Ganz in der Nähe, im ebenfalls belieb­ten Ausgeh­vier­tel Dschem­mais­eh, sind Freiwil­li­ge mit Boxen unter­wegs und vertei­len Manakisch, eine Art libane­si­sche Pizza. «Wir sammeln Geld und kaufen Essen für die Freiwil­li­gen, die die Häuser und Straße reini­gen», erzählt Silina Jamut, die aus der Küsten­stadt Tyre angereist ist.

In Dschem­maisah hat auch die Nonne Nicola al-Akiki die vielleicht schlimms­ten Tage ihres Leben durch­ma­chen müssen. Sie ist Leite­rin des Wardiah-Kranken­hau­ses, nur rund 500 Meter vom Ort der Explo­si­on entfernt. «Junge Freiwil­li­ge haben unsere Klinik vom Schutt befreit und gerei­nigt», sagt die Frau, die einst acht Monate in Köln lebte. «Sie sind Engel.

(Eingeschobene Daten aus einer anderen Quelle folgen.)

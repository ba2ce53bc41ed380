/*
 * inspect.rs
 * Copyright (c) 2026 citekey contributors
 *
 * Inspect command implementation
 */

//! Inspect command implementation

use std::path::PathBuf;

use anyhow::{Context, Result};

use citekey_core::{DocxContainer, inspect_container};

/// Arguments for the inspect command
#[derive(Debug)]
pub struct InspectArgs {
    pub input: PathBuf,
    pub config: Option<PathBuf>,
}

/// Execute the inspect command
pub fn execute(args: InspectArgs) -> Result<()> {
    let config = super::load_config(args.config.as_deref())?;

    let mut container = DocxContainer::open(&args.input)
        .with_context(|| format!("Failed to open {}", args.input.display()))?;
    let inspections = inspect_container(&mut container, &config)
        .with_context(|| format!("Failed to inspect {}", args.input.display()))?;

    println!("{}", serde_json::to_string_pretty(&inspections)?);
    Ok(())
}
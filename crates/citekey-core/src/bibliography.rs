/*
 * bibliography.rs
 * Copyright (c) 2026 citekey contributors
 *
 * Bibliography entries and title lookup.
 */

//! Bibliography entries and title lookup.
//!
//! Entries are loaded once from a BibTeX/BibLaTeX source and never change
//! afterwards, so a [`BibliographyIndex`] can be shared across threads that
//! process different document parts.

use std::collections::BTreeMap;
use std::path::Path;

use biblatex::{Bibliography, ChunksExt};

use crate::error::{CitekeyError, Result};
use crate::normalize::normalize_title;

/// One bibliography record: a citation key plus its fields as plain text.
#[derive(Debug, Clone, PartialEq, Eq, Default)]
pub struct BibliographyEntry {
    /// Citation key, e.g. `Smith2001`.
    pub key: String,

    /// Field values keyed by lower-case field name.
    pub fields: BTreeMap<String, String>,
}

impl BibliographyEntry {
    pub fn new(key: impl Into<String>) -> Self {
        Self {
            key: key.into(),
            fields: BTreeMap::new(),
        }
    }

    /// Builder-style field setter.
    pub fn with_field(mut self, name: &str, value: impl Into<String>) -> Self {
        self.fields.insert(name.to_lowercase(), value.into());
        self
    }

    pub fn field(&self, name: &str) -> Option<&str> {
        self.fields.get(name).map(String::as_str)
    }

    pub fn title(&self) -> Option<&str> {
        self.field("title")
    }
}

/// Parse a BibTeX/BibLaTeX source into entries, keeping source order.
///
/// Field values are flattened to plain text.
///
/// # Errors
///
/// Returns [`CitekeyError::Bibliography`] if the source cannot be parsed.
pub fn load_bibtex(source: &str) -> Result<Vec<BibliographyEntry>> {
    let bibliography =
        Bibliography::parse(source).map_err(|e| CitekeyError::Bibliography(e.to_string()))?;

    Ok(bibliography
        .iter()
        .map(|entry| BibliographyEntry {
            key: entry.key.clone(),
            fields: entry
                .fields
                .iter()
                .map(|(name, chunks)| (name.to_lowercase(), chunks.format_verbatim()))
                .collect(),
        })
        .collect())
}

/// Title lookup over an immutable list of entries.
#[derive(Debug, Clone, Default)]
pub struct BibliographyIndex {
    entries: Vec<BibliographyEntry>,
    /// Normalized title per entry, `None` for entries without a title.
    title_keys: Vec<Option<String>>,
}

impl BibliographyIndex {
    pub fn new(entries: Vec<BibliographyEntry>) -> Self {
        let title_keys = entries
            .iter()
            .map(|entry| entry.title().map(normalize_title))
            .collect();
        Self {
            entries,
            title_keys,
        }
    }

    /// Build an index from BibTeX source text.
    pub fn from_bibtex(source: &str) -> Result<Self> {
        Ok(Self::new(load_bibtex(source)?))
    }

    /// Read and index a BibTeX file.
    pub fn open(path: impl AsRef<Path>) -> Result<Self> {
        let source = std::fs::read_to_string(path)?;
        Self::from_bibtex(&source)
    }

    /// Citation key of the first entry whose title normalizes to the same
    /// key as `title`.
    ///
    /// Entries without a title or with an empty key are skipped. Duplicate
    /// titles always resolve to the earliest entry.
    pub fn find_by_title(&self, title: &str) -> Option<&str> {
        let wanted = normalize_title(title);

        self.entries
            .iter()
            .zip(&self.title_keys)
            .find(|(entry, title_key)| {
                title_key.as_deref() == Some(wanted.as_str()) && !entry.key.is_empty()
            })
            .map(|(entry, _)| entry.key.as_str())
    }

    pub fn len(&self) -> usize {
        self.entries.len()
    }

    pub fn is_empty(&self) -> bool {
        self.entries.is_empty()
    }
}
//! Command implementations for the citekey CLI
//!
//! Each command module handles the CLI interface and delegates to
//! citekey-core for the actual work.

use std::path::Path;

use anyhow::{Context, Result};
use citekey_core::ConvertConfig;

pub mod convert;
pub mod inspect;

/// Load the configuration file if one was given, defaults otherwise.
pub fn load_config(path: Option<&Path>) -> Result<ConvertConfig> {
    match path {
        Some(path) => ConvertConfig::load(path)
            .with_context(|| format!("Failed to load configuration {}", path.display())),
        None => Ok(ConvertConfig::default()),
    }
}
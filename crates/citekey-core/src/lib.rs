//! Citation placeholder resolution for word-processing documents.
//!
//! Reference managers embed their citations in DOCX parts as structured
//! document tags whose field instructions carry a base64-encoded JSON
//! payload. This crate recovers those payloads, matches every cited title
//! against a BibTeX bibliography and appends a Pandoc-style citation marker
//! (`[@key, pages]`) to the visible text of the placeholder.
//!
//! # Architecture
//!
//! ```text
//! XML part ──► payload::assemble_payload ──► metadata::decode_payload
//!                                                   │
//!                                                   ▼
//!          bibliography::BibliographyIndex ◄── resolve::resolve_references
//!                                                   │
//!                                                   ▼
//!          patch::DocumentPatcher ◄────────── render::render_citations
//! ```
//!
//! [`convert`] drives the pipeline over the parts of a [`DocxContainer`].
//!
//! # Example
//!
//! ```rust
//! use citekey_core::{BibliographyIndex, DocumentPatcher, PlaceholderConfig};
//!
//! let index = BibliographyIndex::from_bibtex(
//!     "@book{Smith2001, title = {Die Okonomie}, year = {2001}}",
//! ).unwrap();
//! let pattern = PlaceholderConfig::default().compile().unwrap();
//!
//! let mut doc = citekey_xml::parse("<body><p>No placeholders here</p></body>").unwrap();
//! let report = DocumentPatcher::new(&index, &pattern).patch(&mut doc);
//! assert_eq!(report.citations, 0);
//! ```

pub mod bibliography;
pub mod config;
pub mod container;
pub mod convert;
pub mod error;
pub mod metadata;
pub mod normalize;
pub mod patch;
pub mod payload;
pub mod render;
pub mod resolve;

// Re-export main types
pub use bibliography::{BibliographyEntry, BibliographyIndex, load_bibtex};
pub use config::{ConvertConfig, PartConfig, PlaceholderConfig, PlaceholderPattern};
pub use container::{DocxContainer, FOOTNOTES_PART, MAIN_DOCUMENT_PART};
pub use convert::{
    ConversionOutcome, PartInspection, PartOutcome, PlaceholderPayload, convert_container,
    convert_part, inspect_container, inspect_part,
};
pub use error::{CitekeyError, Result};
pub use metadata::{PayloadError, PayloadErrorKind, ReferenceRecord, decode_payload};
pub use normalize::normalize_title;
pub use patch::{DocumentPatcher, Notice, NoticeKind, PatchReport};
pub use payload::{CITAVI_MARKER, assemble_payload};
pub use render::render_citations;
pub use resolve::{Resolution, ResolvedCitation, resolve_references};
//! XML parser that builds mutable XmlDocument trees.

use crate::{Error, Result, XmlAttribute, XmlChild, XmlDocument, XmlElement};
use quick_xml::Reader;
use quick_xml::events::{BytesEnd, BytesStart, BytesText, Event};

/// Parse XML from a string, producing an XmlDocument tree.
///
/// # Example
///
/// ```rust
/// use citekey_xml::parse;
///
/// let doc = parse("<root><child/></root>").unwrap();
/// assert_eq!(doc.root.name, "root");
/// ```
///
/// # Errors
///
/// Returns an error if the XML is malformed or if parsing fails.
pub fn parse(content: &str) -> Result<XmlDocument> {
    let mut parser = XmlParser::new(content);
    parser.parse()
}

/// Internal parser state.
struct XmlParser<'a> {
    /// The source content being parsed.
    source: &'a str,

    /// The quick-xml reader.
    reader: Reader<&'a [u8]>,

    /// Stack of elements being built.
    stack: Vec<XmlElement>,

    /// Raw markup seen before the root element started.
    prolog: String,
}

impl<'a> XmlParser<'a> {
    fn new(source: &'a str) -> Self {
        let mut reader = Reader::from_str(source);
        reader.config_mut().trim_text_start = false;
        reader.config_mut().trim_text_end = false;

        Self {
            source,
            reader,
            stack: Vec::new(),
            prolog: String::new(),
        }
    }

    fn parse(&mut self) -> Result<XmlDocument> {
        let mut root: Option<XmlElement> = None;

        loop {
            // Capture position before reading the event
            let event_start = self.reader.buffer_position() as usize;

            match self.reader.read_event() {
                Ok(Event::Start(e)) => {
                    if self.stack.is_empty() {
                        Self::check_single_root(&root, &e)?;
                    }
                    let element = self.start_element(&e)?;
                    self.stack.push(element);
                }
                Ok(Event::End(e)) => {
                    let element = self.handle_end(e)?;
                    match self.stack.last_mut() {
                        Some(parent) => parent.children.push(XmlChild::Element(element)),
                        None => root = Some(element),
                    }
                }
                Ok(Event::Empty(e)) => {
                    if self.stack.is_empty() {
                        Self::check_single_root(&root, &e)?;
                    }
                    let element = self.start_element(&e)?;
                    match self.stack.last_mut() {
                        Some(parent) => parent.children.push(XmlChild::Element(element)),
                        None => root = Some(element),
                    }
                }
                Ok(Event::Text(e)) => {
                    self.handle_text(e, event_start, root.is_some())?;
                }
                Ok(Event::CData(e)) => {
                    let text = String::from_utf8_lossy(e.as_ref()).to_string();
                    if let Some(node) = self.stack.last_mut() {
                        node.children.push(XmlChild::CData(text));
                    }
                }
                Ok(Event::Comment(e)) => {
                    if let Some(node) = self.stack.last_mut() {
                        let text = String::from_utf8_lossy(&e).to_string();
                        node.children.push(XmlChild::Comment(text));
                    } else {
                        self.capture_prolog(root.is_some(), event_start);
                    }
                }
                Ok(Event::PI(e)) => {
                    if let Some(node) = self.stack.last_mut() {
                        let text = String::from_utf8_lossy(&e).to_string();
                        node.children.push(XmlChild::ProcessingInstruction(text));
                    } else {
                        self.capture_prolog(root.is_some(), event_start);
                    }
                }
                Ok(Event::Decl(_) | Event::DocType(_)) => {
                    if self.stack.is_empty() {
                        self.capture_prolog(root.is_some(), event_start);
                    }
                }
                Ok(Event::Eof) => break,
                Err(e) => {
                    return Err(Error::XmlSyntax {
                        message: e.to_string(),
                        position: Some(self.reader.error_position()),
                    });
                }
            }
        }

        // Check for unclosed elements
        if let Some(node) = self.stack.last() {
            return Err(Error::UnexpectedEof {
                expected: format!("closing tag </{}>", node.qualified_name()),
            });
        }

        let root = root.ok_or(Error::EmptyDocument)?;
        Ok(XmlDocument::new(std::mem::take(&mut self.prolog), root))
    }

    fn check_single_root(root: &Option<XmlElement>, e: &BytesStart<'_>) -> Result<()> {
        if root.is_some() {
            return Err(Error::MultipleRoots {
                name: String::from_utf8_lossy(e.name().as_ref()).to_string(),
            });
        }
        Ok(())
    }

    /// Keep raw markup that appears before the root element.
    fn capture_prolog(&mut self, root_seen: bool, event_start: usize) {
        if root_seen {
            return;
        }
        let end_offset = self.reader.buffer_position() as usize;
        if let Some(raw) = self.source.get(event_start..end_offset) {
            self.prolog.push_str(raw);
        }
    }

    fn start_element(&self, e: &BytesStart<'_>) -> Result<XmlElement> {
        let (name, prefix) = split_name(e.name().as_ref());
        let mut element = XmlElement::new(name, prefix);
        element.attributes = self.parse_attributes(e)?;
        Ok(element)
    }

    fn handle_end(&mut self, e: BytesEnd<'_>) -> Result<XmlElement> {
        let end_name = String::from_utf8_lossy(e.name().as_ref()).to_string();

        let node = self.stack.pop().ok_or_else(|| Error::InvalidStructure {
            message: format!("Unexpected closing tag </{}>", end_name),
        })?;

        // Verify tag names match, prefix included
        if node.qualified_name() != end_name {
            return Err(Error::MismatchedEndTag {
                expected: node.qualified_name(),
                found: end_name,
            });
        }

        Ok(node)
    }

    fn handle_text(&mut self, e: BytesText<'_>, event_start: usize, root_seen: bool) -> Result<()> {
        if self.stack.is_empty() {
            if !e.iter().all(u8::is_ascii_whitespace) {
                return Err(Error::InvalidStructure {
                    message: "Text content outside of the root element".to_string(),
                });
            }
            // Whitespace between the declaration and the root
            self.capture_prolog(root_seen, event_start);
            return Ok(());
        }

        let text = e.unescape().map_err(|err| Error::XmlSyntax {
            message: format!("Invalid text content: {}", err),
            position: Some(event_start as u64),
        })?;

        if let Some(node) = self.stack.last_mut() {
            node.children.push(XmlChild::Text(text.into_owned()));
        }
        Ok(())
    }

    fn parse_attributes(&self, e: &BytesStart<'_>) -> Result<Vec<XmlAttribute>> {
        let mut attributes = Vec::new();

        for attr_result in e.attributes() {
            let attr = attr_result?;
            let (name, prefix) = split_name(attr.key.as_ref());

            let value = attr.unescape_value().map_err(|err| Error::XmlSyntax {
                message: format!("Invalid attribute value: {}", err),
                position: None,
            })?;

            attributes.push(XmlAttribute::new(name, prefix, value.into_owned()));
        }

        Ok(attributes)
    }
}

/// Split `prefix:local` into `(local, Some(prefix))`.
fn split_name(raw: &[u8]) -> (String, Option<String>) {
    let full_name = String::from_utf8_lossy(raw);

    match full_name.split_once(':') {
        Some((prefix, local)) => (local.to_string(), Some(prefix.to_string())),
        None => (full_name.to_string(), None),
    }
}
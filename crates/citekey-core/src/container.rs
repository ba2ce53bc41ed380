/*
 * container.rs
 * Copyright (c) 2026 citekey contributors
 *
 * Access to the XML parts of a DOCX package.
 */

//! Access to the XML parts of a DOCX package.

use std::collections::BTreeMap;
use std::fs::File;
use std::io::{BufReader, Read, Seek, Write};
use std::path::Path;

use tracing::debug;
use zip::result::ZipError;
use zip::write::SimpleFileOptions;
use zip::{CompressionMethod, ZipArchive, ZipWriter};

use crate::error::Result;

/// Main document body.
pub const MAIN_DOCUMENT_PART: &str = "word/document.xml";

/// Footnotes.
pub const FOOTNOTES_PART: &str = "word/footnotes.xml";

/// A DOCX package opened for reading.
pub struct DocxContainer<R> {
    archive: ZipArchive<R>,
}

impl DocxContainer<BufReader<File>> {
    pub fn open(path: impl AsRef<Path>) -> Result<Self> {
        let file = File::open(path)?;
        Self::from_reader(BufReader::new(file))
    }
}

impl<R: Read + Seek> DocxContainer<R> {
    pub fn from_reader(reader: R) -> Result<Self> {
        Ok(Self {
            archive: ZipArchive::new(reader)?,
        })
    }

    /// Read a part as text. A part that does not exist is `None`.
    pub fn read_part(&mut self, name: &str) -> Result<Option<String>> {
        let mut entry = match self.archive.by_name(name) {
            Ok(entry) => entry,
            Err(ZipError::FileNotFound) => return Ok(None),
            Err(err) => return Err(err.into()),
        };
        let mut content = String::new();
        entry.read_to_string(&mut content)?;
        Ok(Some(content))
    }

    /// Write a copy of the package with some parts replaced.
    ///
    /// Entries not named in `replacements` are copied without recompression.
    /// Replacements for parts the source lacks are appended.
    pub fn write_patched<W: Write + Seek>(
        &mut self,
        out: W,
        replacements: &BTreeMap<String, String>,
    ) -> Result<W> {
        let mut writer = ZipWriter::new(out);
        let options = SimpleFileOptions::default().compression_method(CompressionMethod::Deflated);
        let mut written = Vec::new();

        for index in 0..self.archive.len() {
            let entry = self.archive.by_index_raw(index)?;
            let name = entry.name().to_string();
            match replacements.get(&name) {
                Some(content) => {
                    drop(entry);
                    debug!(part = %name, "Replacing part");
                    writer.start_file(name.as_str(), options)?;
                    writer.write_all(content.as_bytes())?;
                    written.push(name);
                }
                None => writer.raw_copy_file(entry)?,
            }
        }

        for (name, content) in replacements {
            if !written.contains(name) {
                debug!(part = %name, "Adding part");
                writer.start_file(name.as_str(), options)?;
                writer.write_all(content.as_bytes())?;
            }
        }

        Ok(writer.finish()?)
    }
}
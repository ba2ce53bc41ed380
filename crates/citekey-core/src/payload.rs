/*
 * payload.rs
 * Copyright (c) 2026 citekey contributors
 *
 * Payload assembly from field-instruction fragments.
 */

//! Payload assembly from field-instruction fragments.
//!
//! Word may split one long field instruction across several text runs. The
//! encoded payload is the concatenation of those runs, in document order,
//! with the marker prefix and the closing brace removed:
//!
//! ```text
//! "ADDIN CitaviPlaceholder{eyJF"   "bnRyaWVz"   "Ijpbxd0=}"   "ignored"
//!                         ^^^^^^ + ^^^^^^^^^^ + ^^^^^^^^^^^   (stops here)
//! ```

/// Marker that opens a Citavi citation placeholder.
pub const CITAVI_MARKER: &str = "ADDIN CitaviPlaceholder";

const OPENING_DELIMITER: char = '{';
const CLOSING_DELIMITER: char = '}';

/// Reassemble one encoded payload from the text fragments of a placeholder.
///
/// Returns `None` when the first fragment does not start with `marker`
/// (the element is not a placeholder). The returned payload may be empty.
pub fn assemble_payload<I, S>(fragments: I, marker: &str) -> Option<String>
where
    I: IntoIterator<Item = S>,
    S: AsRef<str>,
{
    let mut fragments = fragments.into_iter();
    let first = fragments.next()?;
    if !first.as_ref().starts_with(marker) {
        return None;
    }

    let mut payload = String::new();
    for fragment in std::iter::once(first).chain(fragments) {
        let mut text = fragment.as_ref();
        if let Some(rest) = text.strip_prefix(marker) {
            text = rest.strip_prefix(OPENING_DELIMITER).unwrap_or(rest);
        }
        if let Some(last) = text.strip_suffix(CLOSING_DELIMITER) {
            payload.push_str(last);
            break;
        }
        payload.push_str(text);
    }

    Some(payload)
}
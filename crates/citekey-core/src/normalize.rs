/*
 * normalize.rs
 * Copyright (c) 2026 citekey contributors
 *
 * Title normalization.
 */

//! Title normalization.

/// Canonical comparison key for a title.
///
/// Lowercases, folds the German umlauts and sharp s to their ASCII
/// spellings, then drops everything that is not alphanumeric. Two titles
/// match iff their keys are equal.
pub fn normalize_title(title: &str) -> String {
    title
        .to_lowercase()
        .replace('ä', "a")
        .replace('ö', "o")
        .replace('ü', "u")
        .replace('ß', "ss")
        .chars()
        .filter(|c| c.is_alphanumeric())
        .collect()
}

Alle Libane­sen helfen sich gegenseitig.»

Seit Monaten leidet das Land unter der vielleicht schwers­ten Wirtschafts- und Finanz­kri­se seiner Geschich­te. Die Corona-Pande­mie verschärf­te die Lage weiter. Die Infla­ti­on ist explo­diert. Viele Libane­sen wissen kaum noch, wie sie ihre Famili­en ernäh­ren sollen. Die Explo­si­on treibt das Land endgül­tig an den Rand des Abgrunds.

Die inter­na­tio­na­le Gemein­schaft will den Libanon unter­stüt­zen. EU-Ratsprä­si­dent Charles Michel traf zu Gesprä­chen mit Staats­chef Aoun und anderen Spitzen­po­li­ti­kern ein, wie der libane­si­sche Präsi­den­ten­pa­last mitteil­te. Der Libanon könne sich auf die Solida­ri­tät der EU verlas­sen, twitter­te Michel, der auch den Hafen besucht hatte. «Nicht nur in Worten, sondern auch in konkre­ten Handlun­gen für das libane­si­sche Volk.»

Am Sonntag soll die von Frank­reichs Präsi­dent Emmanu­el Macron angekün­dig­te inter­na­tio­na­le Konfe­renz zur Hilfe für den krisen­er­schüt­ter­ten Libanon statt­fin­den — per Video­schal­te. Bei seinem Besuch am Donners­tag in Beirut hatte Macron jedoch deutlich gemacht, dass er von der Regie­rung grund­le­gen­de Refor­men fordert.